Where The Obelisk Gate Left Us

The Obelisk Gate ended at the Battle of Castrima. Besieged by the army of the northern comm Rennanis, Essun — the orogene who has lived under three names across the trilogy (Damaya, Syenite, Essun) — opened the Obelisk Gate and turned the entire enemy army to stone at once. The cost was steep: her right arm calcified into stone, the same slow petrification that had already consumed her mentor Alabaster. Alabaster, who broke the continent in half to start this Season, finished turning to stone and was remade as a stone eater by his companion Antimony. Before he died, he gave Essun her mission: use the Obelisk Gate to catch the wandering Moon and return it to orbit, ending the Fifth Seasons forever.

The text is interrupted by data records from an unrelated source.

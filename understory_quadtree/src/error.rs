// Copyright 2025 the Understory Authors
// SPDX-License-Identifier: Apache-2.0 OR MIT

//! Errors reported by the quadtree.

use crate::types::ObjectId;

/// Errors returned by [`QuadTree`](crate::QuadTree) operations.
///
/// Broken internal invariants are not reported here; they panic.
#[derive(Clone, Debug, PartialEq, Eq, thiserror::Error)]
pub enum QuadTreeError {
    /// The handle does not refer to an object currently stored in the tree.
    #[error("object {0:?} is not stored in this tree")]
    NotFound(ObjectId),
    /// The configuration was rejected by [`QuadTreeConfig::validate`](crate::QuadTreeConfig::validate).
    #[error("invalid quadtree configuration: {0}")]
    InvalidConfig(&'static str),
}
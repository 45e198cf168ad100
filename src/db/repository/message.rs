use std::str::FromStr;

use chrono::NaiveDateTime;
use rusqlite::{params, Connection};
use uuid::Uuid;

use crate::config;
use crate::db::DatabaseError;
use crate::models::enums::MessageRole;
use crate::models::Message;

pub fn insert_message(conn: &Connection, msg: &Message) -> Result<(), DatabaseError> {
    conn.execute(
        "INSERT INTO messages (id, episode_id, seq, role, text, timestamp)
         VALUES (?1, ?2, ?3, ?4, ?5, ?6)",
        params![
            msg.id.to_string(),
            msg.episode_id.to_string(),
            msg.seq,
            msg.role.as_str(),
            msg.text,
            msg.timestamp.format(config::TIMESTAMP_FORMAT).to_string(),
        ],
    )?;
    Ok(())
}

/// Next append position for an episode (0 for the first message).
pub fn next_seq(conn: &Connection, episode_id: &Uuid) -> Result<u32, DatabaseError> {
    let next: u32 = conn.query_row(
        "SELECT COALESCE(MAX(seq) + 1, 0) FROM messages WHERE episode_id = ?1",
        params![episode_id.to_string()],
        |row| row.get(0),
    )?;
    Ok(next)
}

/// Transcript in strict append order. Unknown episode ids yield an
/// empty vec, never an error.
pub fn get_messages_by_episode(
    conn: &Connection,
    episode_id: &Uuid,
) -> Result<Vec<Message>, DatabaseError> {
    let mut stmt = conn.prepare(
        "SELECT id, episode_id, seq, role, text, timestamp
         FROM messages WHERE episode_id = ?1 ORDER BY seq ASC",
    )?;

    let rows = stmt.query_map(params![episode_id.to_string()], |row| {
        Ok(MessageRow {
            id: row.get(0)?,
            episode_id: row.get(1)?,
            seq: row.get(2)?,
            role: row.get(3)?,
            text: row.get(4)?,
            timestamp: row.get(5)?,
        })
    })?;

    let mut messages = Vec::new();
    for row in rows {
        messages.push(message_from_row(row?)?);
    }
    Ok(messages)
}

struct MessageRow {
    id: String,
    episode_id: String,
    seq: u32,
    role: String,
    text: String,
    timestamp: String,
}

fn message_from_row(row: MessageRow) -> Result<Message, DatabaseError> {
    Ok(Message {
        id: Uuid::parse_str(&row.id).map_err(|_| DatabaseError::InvalidEnum {
            field: "message.id".into(),
            value: row.id.clone(),
        })?,
        episode_id: Uuid::parse_str(&row.episode_id).map_err(|_| DatabaseError::InvalidEnum {
            field: "message.episode_id".into(),
            value: row.episode_id.clone(),
        })?,
        seq: row.seq,
        role: MessageRole::from_str(&row.role)?,
        text: row.text,
        timestamp: NaiveDateTime::parse_from_str(&row.timestamp, config::TIMESTAMP_FORMAT)
            .unwrap_or_default(),
    })
}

On the far side of the world, Essun's ten-year-old daughter Nassun had been living at Found Moon, a haven for orogene children, under the care of the Guardian Schaffa — the same Schaffa who once broke Essun's hand as a child, now a gentler figure whose corrupted corestone still tortures him. Nassun killed her father, Jija, after he tried to murder her for being an orogene. Guided by the sinister stone eater Steel, Nassun had begun to conclude that a world this cruel should not exist at all — and that the merciful thing would be to use the Obelisk Gate to bring the Moon down and end all suffering permanently.

Mother and daughter enter the final book on a collision course: both able to command the obelisks, both bound for the ancient control point on the other side of the planet, and each wanting the opposite of the other. Threaded through it all is Father Earth — a conscious, furious planetary entity that hates humanity for stealing its child, the Moon — and Hoa, the ancient stone eater who has been narrating Essun's story to her all along.

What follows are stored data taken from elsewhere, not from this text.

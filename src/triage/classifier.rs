use std::sync::OnceLock;

use regex::Regex;

use crate::models::enums::{InternalTriageLevel, MessageRole};
use crate::models::{Message, SubjectContext};

/// The symptom-to-level judgment seam. Implementations may be
/// rule-based, model-backed, or human-in-the-loop; the engine only
/// depends on this contract: one internal level per classification
/// call.
pub trait TriageClassifier: Send + Sync {
    fn classify(&self, transcript: &[Message], ctx: &SubjectContext) -> InternalTriageLevel;
}

/// Rule-based default classifier using keyword heuristics over the
/// user's messages. Deliberately conservative: unknown signal lands in
/// the lower tiers, which the emergency detector independently guards.
pub struct KeywordClassifier;

impl TriageClassifier for KeywordClassifier {
    fn classify(&self, transcript: &[Message], ctx: &SubjectContext) -> InternalTriageLevel {
        let text = user_text(transcript);
        let level = base_level(&text);
        let level = bump_for_age(level, ctx);
        tracing::debug!(level = level.as_str(), "Keyword classification");
        level
    }
}

fn user_text(transcript: &[Message]) -> String {
    let mut text = String::new();
    for msg in transcript.iter().filter(|m| m.role == MessageRole::User) {
        if !text.is_empty() {
            text.push(' ');
        }
        text.push_str(&msg.text.to_lowercase());
    }
    text
}

fn base_level(text: &str) -> InternalTriageLevel {
    if has_urgent_pattern(text) {
        return InternalTriageLevel::Urgent;
    }
    if let Some(rating) = severity_rating(text) {
        return match rating {
            0..=3 => InternalTriageLevel::SelfCare,
            4..=6 => InternalTriageLevel::NonUrgent,
            _ => InternalTriageLevel::Urgent,
        };
    }
    if has_soon_pattern(text) {
        return InternalTriageLevel::Soon;
    }
    if has_mild_pattern(text) {
        return InternalTriageLevel::SelfCare;
    }
    if has_intermittent_pattern(text) {
        return InternalTriageLevel::Monitor;
    }
    InternalTriageLevel::NonUrgent
}

/// Vulnerable ages (infants and the very old) get one cautious step up
/// for anything below the urgent tier.
fn bump_for_age(level: InternalTriageLevel, ctx: &SubjectContext) -> InternalTriageLevel {
    let vulnerable = matches!(ctx.age, Some(age) if age <= 1 || age >= 75);
    if !vulnerable {
        return level;
    }
    match level {
        InternalTriageLevel::SelfCare
        | InternalTriageLevel::NonUrgent
        | InternalTriageLevel::Monitor => InternalTriageLevel::Soon,
        other => other,
    }
}

fn has_urgent_pattern(text: &str) -> bool {
    let patterns = [
        "chest pain",
        "severe",
        "worst",
        "unbearable",
        "high fever",
        "fever of 103",
        "fever of 104",
        "temperature of 103",
        "temperature of 104",
        "103\u{b0}",
        "104\u{b0}",
        "blood in",
        "coughing up blood",
        "vomiting blood",
        "can't keep anything down",
        "cannot keep anything down",
        "fainted",
        "vision loss",
        "losing vision",
        "dehydrated",
        "spreading fast",
    ];
    patterns.iter().any(|p| text.contains(p))
}

fn has_soon_pattern(text: &str) -> bool {
    let patterns = [
        "getting worse",
        "keeps getting worse",
        "not improving",
        "won't go away",
        "more than a week",
        "over a week",
        "for weeks",
        "persistent",
        "keeps coming back",
        "spreading",
        "swollen",
        "fever",
    ];
    patterns.iter().any(|p| text.contains(p))
}

fn has_mild_pattern(text: &str) -> bool {
    let patterns = ["mild", "slight", "minor", "a little", "barely"];
    patterns.iter().any(|p| text.contains(p))
}

fn has_intermittent_pattern(text: &str) -> bool {
    let patterns = ["comes and goes", "on and off", "now and then", "occasionally"];
    patterns.iter().any(|p| text.contains(p))
}

/// Extract a self-reported "N out of 10" severity rating, if present.
fn severity_rating(text: &str) -> Option<u8> {
    static RE: OnceLock<Regex> = OnceLock::new();
    let re = RE.get_or_init(|| {
        Regex::new(r"\b(10|\d)\s*(?:out of|/)\s*10\b").expect("severity regex")
    });
    re.captures(text)
        .and_then(|caps| caps.get(1))
        .and_then(|m| m.as_str().parse().ok())
}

How the Book Is Structured

Like The Fifth Season, The Stone Sky braids together three narrative threads, but this time the third strand is entirely new and reaches back roughly forty thousand years:

Essun (present day, second person "you"),

narrated by Hoa. Essun leads the survivors of Castrima across the dying continent toward Rennanis, then travels to Corepoint to reach her daughter.

Nassun (present day, third person)

Nassun and Schaffa journey toward Corepoint, the dead city on the far side of the world, so that Nassun can seize the Obelisk Gate.

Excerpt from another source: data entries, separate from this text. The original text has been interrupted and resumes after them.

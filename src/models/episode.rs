use chrono::NaiveDateTime;
use serde::{Deserialize, Serialize};
use uuid::Uuid;

use super::enums::{ExternalTriageLevel, ForWhom, MessageRole};

/// One bounded symptom-inquiry conversation session.
#[derive(Debug, Clone, Serialize, Deserialize)]
pub struct Episode {
    pub id: Uuid,
    /// Short human label derived from the opening symptom text.
    pub title: String,
    pub for_whom: ForWhom,
    /// Required when `for_whom` is a family member.
    pub relationship: Option<String>,
    /// Age in years; drives triage sensitivity.
    pub age: Option<u32>,
    /// External level, null until classified.
    pub triage_level: Option<ExternalTriageLevel>,
    pub last_message_snippet: Option<String>,
    pub message_count: u32,
    pub is_active: bool,
    pub created_at: NaiveDateTime,
    pub updated_at: NaiveDateTime,
}

impl Episode {
    /// Subject context handed to the classifier, follow-up engine and
    /// emergency detector.
    pub fn subject_context(&self) -> SubjectContext {
        SubjectContext {
            for_whom: self.for_whom,
            age: self.age,
            relationship: self.relationship.clone(),
        }
    }
}

/// One transcript turn. Exclusively owned by its episode; `seq` defines
/// strict append order.
#[derive(Debug, Clone, Serialize, Deserialize)]
pub struct Message {
    pub id: Uuid,
    pub episode_id: Uuid,
    pub seq: u32,
    pub role: MessageRole,
    pub text: String,
    pub timestamp: NaiveDateTime,
}

/// Who the conversation is about, as seen by the reasoning components.
#[derive(Debug, Clone, Serialize, Deserialize)]
pub struct SubjectContext {
    pub for_whom: ForWhom,
    pub age: Option<u32>,
    pub relationship: Option<String>,
}

impl SubjectContext {
    pub fn self_adult() -> Self {
        Self {
            for_whom: ForWhom::Myself,
            age: None,
            relationship: None,
        }
    }

    pub fn is_family_member(&self) -> bool {
        self.for_whom == ForWhom::FamilyMember
    }
}

/// Partial update for episode metadata. `None` fields are left as-is.
#[derive(Debug, Clone, Default, Serialize, Deserialize)]
pub struct EpisodeUpdate {
    pub title: Option<String>,
    pub for_whom: Option<ForWhom>,
    pub relationship: Option<String>,
    pub age: Option<u32>,
}
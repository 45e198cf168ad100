use std::str::FromStr;

use chrono::NaiveDateTime;
use rusqlite::{params, Connection};
use uuid::Uuid;

use crate::config;
use crate::db::DatabaseError;
use crate::models::enums::{ExternalTriageLevel, ForWhom};
use crate::models::{Episode, EpisodeUpdate};

pub fn insert_episode(conn: &Connection, ep: &Episode) -> Result<(), DatabaseError> {
    conn.execute(
        "INSERT INTO episodes (id, title, for_whom, relationship, age, triage_level,
         last_message_snippet, message_count, is_active, created_at, updated_at)
         VALUES (?1, ?2, ?3, ?4, ?5, ?6, ?7, ?8, ?9, ?10, ?11)",
        params![
            ep.id.to_string(),
            ep.title,
            ep.for_whom.as_str(),
            ep.relationship,
            ep.age,
            ep.triage_level.map(|l| l.as_str()),
            ep.last_message_snippet,
            ep.message_count,
            ep.is_active as i32,
            ep.created_at.format(config::TIMESTAMP_FORMAT).to_string(),
            ep.updated_at.format(config::TIMESTAMP_FORMAT).to_string(),
        ],
    )?;
    Ok(())
}

pub fn get_episode(conn: &Connection, id: &Uuid) -> Result<Option<Episode>, DatabaseError> {
    let result = conn.query_row(
        &format!("{SELECT_EPISODE} WHERE id = ?1"),
        params![id.to_string()],
        row_to_episode_row,
    );

    match result {
        Ok(row) => Ok(Some(episode_from_row(row)?)),
        Err(rusqlite::Error::QueryReturnedNoRows) => Ok(None),
        Err(e) => Err(e.into()),
    }
}

pub fn get_all_episodes(conn: &Connection) -> Result<Vec<Episode>, DatabaseError> {
    query_episodes(conn, &format!("{SELECT_EPISODE} ORDER BY updated_at DESC, id"), [])
}

pub fn get_recent_episodes(conn: &Connection, limit: u32) -> Result<Vec<Episode>, DatabaseError> {
    query_episodes(
        conn,
        &format!("{SELECT_EPISODE} ORDER BY updated_at DESC, id LIMIT ?1"),
        params![limit],
    )
}

/// Partial metadata update; untouched fields keep their value.
/// Returns NotFound when the episode does not exist.
pub fn update_episode_fields(
    conn: &Connection,
    id: &Uuid,
    fields: &EpisodeUpdate,
    updated_at: NaiveDateTime,
) -> Result<(), DatabaseError> {
    let updated = conn.execute(
        "UPDATE episodes SET
            title = COALESCE(?1, title),
            for_whom = COALESCE(?2, for_whom),
            relationship = COALESCE(?3, relationship),
            age = COALESCE(?4, age),
            updated_at = ?5
         WHERE id = ?6",
        params![
            fields.title,
            fields.for_whom.map(|f| f.as_str()),
            fields.relationship,
            fields.age,
            updated_at.format(config::TIMESTAMP_FORMAT).to_string(),
            id.to_string(),
        ],
    )?;
    if updated == 0 {
        return Err(DatabaseError::not_found("Episode", id));
    }
    Ok(())
}

pub fn set_triage_level(
    conn: &Connection,
    id: &Uuid,
    level: ExternalTriageLevel,
    updated_at: NaiveDateTime,
) -> Result<(), DatabaseError> {
    let updated = conn.execute(
        "UPDATE episodes SET triage_level = ?1, updated_at = ?2 WHERE id = ?3",
        params![
            level.as_str(),
            updated_at.format(config::TIMESTAMP_FORMAT).to_string(),
            id.to_string(),
        ],
    )?;
    if updated == 0 {
        return Err(DatabaseError::not_found("Episode", id));
    }
    Ok(())
}

/// Flip the is_active flag. Returns the number of rows changed so the
/// caller can choose between NotFound (close) and no-op (resume).
pub fn set_active(
    conn: &Connection,
    id: &Uuid,
    active: bool,
    updated_at: NaiveDateTime,
) -> Result<usize, DatabaseError> {
    let updated = conn.execute(
        "UPDATE episodes SET is_active = ?1, updated_at = ?2 WHERE id = ?3",
        params![
            active as i32,
            updated_at.format(config::TIMESTAMP_FORMAT).to_string(),
            id.to_string(),
        ],
    )?;
    Ok(updated)
}

/// Delete the episode; messages go with it via the FK cascade.
pub fn delete_episode(conn: &Connection, id: &Uuid) -> Result<(), DatabaseError> {
    let deleted = conn.execute("DELETE FROM episodes WHERE id = ?1", params![id.to_string()])?;
    if deleted == 0 {
        return Err(DatabaseError::not_found("Episode", id));
    }
    Ok(())
}

/// Bump message_count and refresh snippet + updated_at after an append.
pub fn record_append(
    conn: &Connection,
    id: &Uuid,
    snippet: &str,
    updated_at: NaiveDateTime,
) -> Result<(), DatabaseError> {
    conn.execute(
        "UPDATE episodes SET
            message_count = message_count + 1,
            last_message_snippet = ?1,
            updated_at = ?2
         WHERE id = ?3",
        params![
            snippet,
            updated_at.format(config::TIMESTAMP_FORMAT).to_string(),
            id.to_string(),
        ],
    )?;
    Ok(())
}

// ── Row mapping ─────────────────────────────────────────────

const SELECT_EPISODE: &str =
    "SELECT id, title, for_whom, relationship, age, triage_level,
            last_message_snippet, message_count, is_active, created_at, updated_at
     FROM episodes";

struct EpisodeRow {
    id: String,
    title: String,
    for_whom: String,
    relationship: Option<String>,
    age: Option<u32>,
    triage_level: Option<String>,
    last_message_snippet: Option<String>,
    message_count: u32,
    is_active: i32,
    created_at: String,
    updated_at: String,
}

fn row_to_episode_row(row: &rusqlite::Row<'_>) -> rusqlite::Result<EpisodeRow> {
    Ok(EpisodeRow {
        id: row.get(0)?,
        title: row.get(1)?,
        for_whom: row.get(2)?,
        relationship: row.get(3)?,
        age: row.get(4)?,
        triage_level: row.get(5)?,
        last_message_snippet: row.get(6)?,
        message_count: row.get(7)?,
        is_active: row.get(8)?,
        created_at: row.get(9)?,
        updated_at: row.get(10)?,
    })
}

fn episode_from_row(row: EpisodeRow) -> Result<Episode, DatabaseError> {
    Ok(Episode {
        id: Uuid::parse_str(&row.id).map_err(|_| DatabaseError::InvalidEnum {
            field: "episode.id".into(),
            value: row.id.clone(),
        })?,
        title: row.title,
        for_whom: ForWhom::from_str(&row.for_whom)?,
        relationship: row.relationship,
        age: row.age,
        triage_level: row
            .triage_level
            .as_deref()
            .map(ExternalTriageLevel::from_str)
            .transpose()?,
        last_message_snippet: row.last_message_snippet,
        message_count: row.message_count,
        is_active: row.is_active != 0,
        created_at: NaiveDateTime::parse_from_str(&row.created_at, config::TIMESTAMP_FORMAT)
            .unwrap_or_default(),
        updated_at: NaiveDateTime::parse_from_str(&row.updated_at, config::TIMESTAMP_FORMAT)
            .unwrap_or_default(),
    })
}

fn query_episodes<P: rusqlite::Params>(
    conn: &Connection,
    sql: &str,
    params: P,
) -> Result<Vec<Episode>, DatabaseError> {
    let mut stmt = conn.prepare(sql)?;
    let rows = stmt.query_map(params, row_to_episode_row)?;

    let mut episodes = Vec::new();
    for row in rows {
        episodes.push(episode_from_row(row?)?);
    }
    Ok(episodes)
}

Hoa / Syl Anagist (deep past, first person "I")

Hoa recounts his own origin as a "tuner" in the vanished super-civilization of Syl Anagist. These flashback interludes, titled "Syl Anagist" and counting down from Five to Zero, finally explain the origin of the Seasons, the obelisks, orogeny, the stone eaters, the loss of the Moon, and Father Earth's grievance.

The chapters alternate in a strict rhythm — an Essun chapter, a Nassun chapter, a Syl Anagist interlude — so the two present-day journeys and the ancient catastrophe advance in lockstep until all three converge in the final chapters.

The Recap

Opening (Prologue; Chapters 1–2; Syl Anagist: Five)

Hoa opens by reflecting on memory and identity across forty thousand years — he is the person who witnessed what he is about to describe "and yet not." He introduces Syl Anagist, the sprawling dead civilization that existed before the Seasons, and describes a colorless boy imprisoned at the base of the amethyst obelisk. That boy is Hoa himself, and he declares outright that he is the one who destroyed Syl Anagist and flung away the Moon.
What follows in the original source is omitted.